I am not suggesting that security usability (or, to keep it technical,
security UX) is easy, or that software security practices are necessarily good
at it.

------
mindslight
It's very odd that they lead off by focusing on unrelated FUD.

> _However, if people are indeed working to protect themselves, why are we
> still seeing incidents, breaches, and confusion?_

That references a completely different security area, and as much as it's a
juicy source of scare stories for mass media, it's unrelated to end user
security with respect to government and corporate mass surveillance.

The former is basically insecure by design (based on the assumption that
transactions are always reversible), with the duct tape occasionally failing.
The latter will never manifest itself as a discrete problem for the sheer
majority of people, but just an ever-growing set of annoyances and chilling
effect on one's thoughts and actions.

They require completely different approaches.
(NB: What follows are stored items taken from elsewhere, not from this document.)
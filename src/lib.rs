//! Descriptive statistics of a discretized one-dimensional probability density.
//!
//! Input is a sequence of `<x> <density>` rows with non-decreasing x and
//! non-negative, not necessarily normalized, densities. The pipeline reads and
//! validates the rows ([`parsing`]), normalizes them ([`sample`]), computes
//! moments ([`moments`]) and quartiles/mode ([`quantiles`]), and renders the
//! result as fixed-width tables ([`formatting`]).

pub mod error;
pub mod formatting;
pub mod moments;
pub mod parsing;
pub mod quantiles;
pub mod sample;
pub mod stats;

pub use error::{AnalyzeError, ErrorKind, Result};
pub use stats::{StatisticsReport, analyze};
use memmap2::Mmap;
use std::fs::File;
use std::io::BufRead;
use tracing::debug;

use crate::error::{AnalyzeError, Result};
use crate::sample::{Sample, SampleBuilder};

/// Reads `<x> <density>` rows until EOF and validates them into a [`Sample`].
pub fn read_sample<R: BufRead>(mut reader: R) -> Result<Sample> {
    let mut builder = SampleBuilder::new();
    let mut buf = Vec::new();
    let mut line_no = 0;

    loop {
        buf.clear();
        if reader.read_until(b'\n', &mut buf)? == 0 {
            break;
        }
        line_no += 1;

        let raw = buf.strip_suffix(b"\n").unwrap_or(&buf);
        let raw = raw.strip_suffix(b"\r").unwrap_or(raw);
        push_line(&mut builder, line_no, decode_line(line_no, raw)?)?;
    }

    debug!(rows = builder.len(), "read sample");
    builder.finish()
}

/// Parses a file using mmap, applying the same validation as [`read_sample`].
pub fn read_file_mmap(file: &File) -> Result<Sample> {
    if file.metadata()?.len() == 0 {
        return Err(AnalyzeError::EmptyInput);
    }

    // SAFETY: the mapping is read-only and dropped before returning; a
    // concurrent truncation of the file is outside what we guard against.
    let mmap = unsafe { Mmap::map(file)? };
    let mut builder = SampleBuilder::new();

    let mut lines = mmap.split(|&b| b == b'\n').enumerate().peekable();
    while let Some((idx, raw)) = lines.next() {
        // The piece after a final newline is not a line.
        if raw.is_empty() && lines.peek().is_none() {
            break;
        }
        push_line(&mut builder, idx + 1, decode_line(idx + 1, raw)?)?;
    }

    debug!(rows = builder.len(), "read mapped file");
    builder.finish()
}

/// Splits a line into exactly two numeric tokens.
pub fn parse_line(line_no: usize, line: &str) -> Result<(f64, f64)> {
    let mut tokens = line.split_whitespace();
    let (Some(x), Some(density), None) = (tokens.next(), tokens.next(), tokens.next()) else {
        return Err(AnalyzeError::Columns {
            line: line_no,
            found: line.split_whitespace().count(),
        });
    };

    Ok((parse_number(line_no, x)?, parse_number(line_no, density)?))
}

/// Parses a finite decimal number; trailing garbage, `inf` and `nan` are rejected.
fn parse_number(line_no: usize, token: &str) -> Result<f64> {
    match token.parse::<f64>() {
        Ok(v) if v.is_finite() => Ok(v),
        _ => Err(AnalyzeError::Conversion {
            line: line_no,
            token: token.to_string(),
        }),
    }
}

/// Bytes that are not UTF-8 cannot hold a number, so they fail conversion.
fn decode_line(line_no: usize, raw: &[u8]) -> Result<&str> {
    std::str::from_utf8(raw).map_err(|_| AnalyzeError::Conversion {
        line: line_no,
        token: String::from_utf8_lossy(raw).into_owned(),
    })
}

fn push_line(builder: &mut SampleBuilder, line_no: usize, line: &str) -> Result<()> {
    let (x, density) = parse_line(line_no, line)?;
    builder.push(line_no, x, density)
}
For the former simply having
backup credit cards, being prepared to sue your banks for negligently giving
away your money, and flagging the pop culture scare articles off Hacker News -
that's about all you can do, because the deficient technology is _not yours_.

The latter requires _proactively_ analyzing the implications of one's
technology choices and avoiding the attractive nuisances. Fixing these
problems is not at all straightforward and is one of the great struggles of
our time, which is why it is such a disservice to conflate the two.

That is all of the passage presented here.